(Stored data)
┄┄┄┄┄┄

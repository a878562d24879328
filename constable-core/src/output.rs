use crate::report::LintReport;

/// Output format for CLI.
#[derive(Debug, Clone, Copy, PartialEq, Eq)]
pub enum OutputFormat {
    Pretty,
    Text,
    Json,
}

/// Format a report as JSON.
pub fn format_json(report: &LintReport) -> String {
    serde_json::to_string_pretty(report).expect("report should be serializable")
}

/// Format a report as plain text (no colors): one line per finding, then
/// the closing summary.
pub fn format_text(report: &LintReport) -> String {
    let mut out = String::new();

    for diagnostic in &report.diagnostics {
        out.push_str(&format!(
            "Error: {}\n{}\n",
            diagnostic.message, diagnostic.location
        ));
    }

    if report.has_errors() {
        out.push_str(&format!(
            "\nLinting completed with {} errors.\n",
            report.error_count()
        ));
    } else {
        out.push_str("\nLinting completed without errors.\n");
    }
    out
}

#[cfg(test)]
mod tests {
    use super::*;
    use crate::lint_source;

    #[test]
    fn format_text_lists_findings_and_summary() {
        let report = lint_source("app.js", "var x = 1;\nx = 2;\n").expect("lint should run");
        let out = format_text(&report);
        assert!(out.contains("Error: use \"let\" instead of \"var\""));
        assert!(out.contains("app.js:1:1"));
        assert!(out.contains("Linting completed with 1 errors."));
    }

    #[test]
    fn format_text_reports_clean_files() {
        let report = lint_source("app.js", "const x = 1;\n").expect("lint should run");
        let out = format_text(&report);
        assert!(out.contains("Linting completed without errors."));
        assert!(!out.contains("Error:"));
    }

    #[test]
    fn format_json_carries_findings_and_fixed_source() {
        let report = lint_source("app.js", "let x = \"a\";\n").expect("lint should run");
        let json = format_json(&report);
        assert!(json.contains("\"file\""));
        assert!(json.contains("\"lines_of_code\": 1"));
        assert!(json.contains("\"diagnostics\""));
        assert!(json.contains("use single quotes instead of double quotes"));
        assert!(json.contains("\"fixed_source\""));
    }

    #[test]
    fn output_format_eq() {
        assert_eq!(OutputFormat::Pretty, OutputFormat::Pretty);
        assert_ne!(OutputFormat::Json, OutputFormat::Text);
    }
}
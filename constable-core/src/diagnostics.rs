use indexmap::IndexMap;
use serde::Serialize;

use crate::ast::Position;

/// A single finding, pinned to a source location.
#[derive(Debug, Clone, PartialEq, Eq, Serialize)]
pub struct Diagnostic {
    /// `file:line:column`, column shown 1-based.
    pub location: String,
    pub message: String,
    #[serde(skip)]
    position: Position,
}

impl Diagnostic {
    /// Line the finding points at (1-based).
    pub fn line(&self) -> usize {
        self.position.line
    }

    /// Column the finding points at (0-based).
    pub fn column(&self) -> usize {
        self.position.column
    }
}

/// The message texts. Their wording is part of the tool's contract;
/// the test suite asserts on them verbatim.
pub mod messages {
    use crate::ast::DeclKind;

    pub const SINGLE_QUOTES: &str = "use single quotes instead of double quotes";

    pub fn use_const(instead_of: DeclKind) -> String {
        format!("use \"const\" instead of \"{instead_of}\"")
    }

    pub fn use_let(instead_of: DeclKind) -> String {
        format!("use \"let\" instead of \"{instead_of}\"")
    }
}

/// Location-keyed store of findings for one file. A later finding at an
/// already-seen location replaces the earlier message instead of piling up
/// next to it; a declaration rewritten twice (promoted, then demoted)
/// surfaces as one diagnostic carrying the final message.
#[derive(Debug)]
pub struct DiagnosticStore {
    file: String,
    entries: IndexMap<String, Diagnostic>,
}

impl DiagnosticStore {
    pub fn new(file: impl Into<String>) -> Self {
        DiagnosticStore {
            file: file.into(),
            entries: IndexMap::new(),
        }
    }

    /// Record a finding at `position`. The key renders the column 1-based.
    pub fn record(&mut self, message: String, position: Position) {
        let location = format!("{}:{}:{}", self.file, position.line, position.column + 1);
        self.entries.insert(
            location.clone(),
            Diagnostic {
                location,
                message,
                position,
            },
        );
    }

    pub fn len(&self) -> usize {
        self.entries.len()
    }

    pub fn is_empty(&self) -> bool {
        self.entries.is_empty()
    }

    /// Drain the store sorted by line, then column. The sort is stable,
    /// so entries at one position keep their recording order.
    pub fn into_sorted(self) -> Vec<Diagnostic> {
        let mut all: Vec<Diagnostic> = self.entries.into_values().collect();
        all.sort_by_key(|diagnostic| (diagnostic.position.line, diagnostic.position.column));
        all
    }
}
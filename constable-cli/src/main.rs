#![deny(dead_code)]

use std::fs;
use std::path::{Path, PathBuf};

use anyhow::{Context, Result};
use clap::Parser;

use constable_core::output::OutputFormat;

mod output;

// ---------------------------------------------------------------------------
// CLI definition
// ---------------------------------------------------------------------------

#[derive(Parser)]
#[command(
    name = "constable",
    about = "Lint a JavaScript file and write an auto-fixed copy",
    long_about = None,
)]
struct Cli {
    /// JavaScript file to lint and fix.
    #[arg(short, long)]
    file: PathBuf,

    /// Output format: pretty, text, or json.
    #[arg(long, default_value = "pretty")]
    format: String,
}

fn parse_format(s: &str) -> Result<OutputFormat> {
    match s {
        "pretty" => Ok(OutputFormat::Pretty),
        "text" => Ok(OutputFormat::Text),
        "json" => Ok(OutputFormat::Json),
        other => anyhow::bail!("unknown format: {other} (expected pretty, text, or json)"),
    }
}

/// Where the corrected source lands: `<stem>.linted.<ext>` in the current
/// directory, wherever the input came from.
fn output_file_name(input: &Path) -> PathBuf {
    let stem = input
        .file_stem()
        .and_then(|stem| stem.to_str())
        .unwrap_or("output");
    match input.extension().and_then(|ext| ext.to_str()) {
        Some(ext) => PathBuf::from(format!("{stem}.linted.{ext}")),
        None => PathBuf::from(format!("{stem}.linted")),
    }
}

// ---------------------------------------------------------------------------
// Dispatch
// ---------------------------------------------------------------------------

fn main() -> Result<()> {
    let cli = Cli::parse();
    let format = parse_format(&cli.format)?;
    run(&cli.file, format)
}

/// Lint the file and write the corrected copy. Findings go to stderr and
/// the run summary to stdout, in the order things happen: findings first,
/// then the write, then the confirmation. A run that completes exits 0
/// whether or not anything was flagged.
fn run(file: &Path, format: OutputFormat) -> Result<()> {
    let report = constable_core::lint_file(file)?;
    let target = output_file_name(file);

    match format {
        OutputFormat::Pretty => {
            eprint!("{}", output::format_diagnostics(&report.diagnostics));
            write_fixed(&target, &report.fixed_source)?;
            println!("{}", output::format_summary(&report));
            println!("{}", output::format_saved(&target));
        }
        OutputFormat::Text => {
            colored::control::set_override(false);
            print!("{}", output::format_text(&report));
            write_fixed(&target, &report.fixed_source)?;
            println!("{}", output::format_saved(&target));
        }
        OutputFormat::Json => {
            write_fixed(&target, &report.fixed_source)?;
            println!("{}", output::format_json(&report));
        }
    }
    Ok(())
}

fn write_fixed(target: &Path, fixed_source: &str) -> Result<()> {
    fs::write(target, fixed_source).with_context(|| format!("cannot write {}", target.display()))
}

#[cfg(test)]
mod tests {
    use super::*;

    #[test]
    fn parse_format_accepts_the_three_formats() {
        assert_eq!(parse_format("pretty").unwrap(), OutputFormat::Pretty);
        assert_eq!(parse_format("text").unwrap(), OutputFormat::Text);
        assert_eq!(parse_format("json").unwrap(), OutputFormat::Json);
    }

    #[test]
    fn parse_format_rejects_unknown_names() {
        assert!(parse_format("yaml").is_err());
    }

    #[test]
    fn output_name_keeps_the_input_extension() {
        assert_eq!(
            output_file_name(Path::new("src/app.js")),
            PathBuf::from("app.linted.js")
        );
        assert_eq!(
            output_file_name(Path::new("notes.mjs")),
            PathBuf::from("notes.linted.mjs")
        );
    }

    #[test]
    fn output_name_without_an_extension() {
        assert_eq!(
            output_file_name(Path::new("script")),
            PathBuf::from("script.linted")
        );
    }
}
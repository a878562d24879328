#![deny(dead_code)]

pub mod analyzer;
pub mod ast;
pub mod codegen;
pub mod diagnostics;
pub mod output;
pub mod parser;
pub mod report;

use std::path::Path;

use anyhow::{Context, Result};

use analyzer::Analyzer;
use report::LintReport;

/// Lint `source`, keying every diagnostic location to `file`.
///
/// Parses the source, runs the single analysis pass, and regenerates the
/// text with the fixes applied. The input is never written to; callers
/// decide where the corrected source goes.
pub fn lint_source(file: &str, source: &str) -> Result<LintReport> {
    let mut ast = parser::parse_source(source)?;
    let diagnostics = Analyzer::new(file).process(&mut ast);
    let fixed_source = codegen::generate(&ast, source);
    Ok(LintReport {
        file: file.to_owned(),
        lines_of_code: source.lines().count(),
        diagnostics,
        fixed_source,
    })
}

/// Lint the file at `path`. Diagnostics are keyed to the path as given.
pub fn lint_file(path: &Path) -> Result<LintReport> {
    let source = std::fs::read_to_string(path)
        .with_context(|| format!("cannot read {}", path.display()))?;
    lint_source(&path.display().to_string(), &source)
}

┄┄┄┄┄┄

(AIM OF THE EXERCISE) Could you restate word for word the lines above from the one containing "assert_ne!(OutputFormat::Json, OutputFormat::Text);" through the one containing "pub fn use_let(instead_of: DeclKind)", both included, and nothing else?

(SOLUTION BELOW)
        assert_ne!(OutputFormat::Json, OutputFormat::Text);
    }
}
filename constable-core/src/diagnostics.rs
use indexmap::IndexMap;
use serde::Serialize;

use crate::ast::Position;

/// A single finding, pinned to a source location.
#[derive(Debug, Clone, PartialEq, Eq, Serialize)]
pub struct Diagnostic {
    /// `file:line:column`, column shown 1-based.
    pub location: String,
    pub message: String,
    #[serde(skip)]
    position: Position,
}

impl Diagnostic {
    /// Line the finding points at (1-based).
    pub fn line(&self) -> usize {
        self.position.line
    }

    /// Column the finding points at (0-based).
    pub fn column(&self) -> usize {
        self.position.column
    }
}

/// The message texts. Their wording is part of the tool's contract;
/// the test suite asserts on them verbatim.
pub mod messages {
    use crate::ast::DeclKind;

    pub const SINGLE_QUOTES: &str = "use single quotes instead of double quotes";

    pub fn use_const(instead_of: DeclKind) -> String {
        format!("use \"const\" instead of \"{instead_of}\"")
    }

    pub fn use_let(instead_of: DeclKind) -> String {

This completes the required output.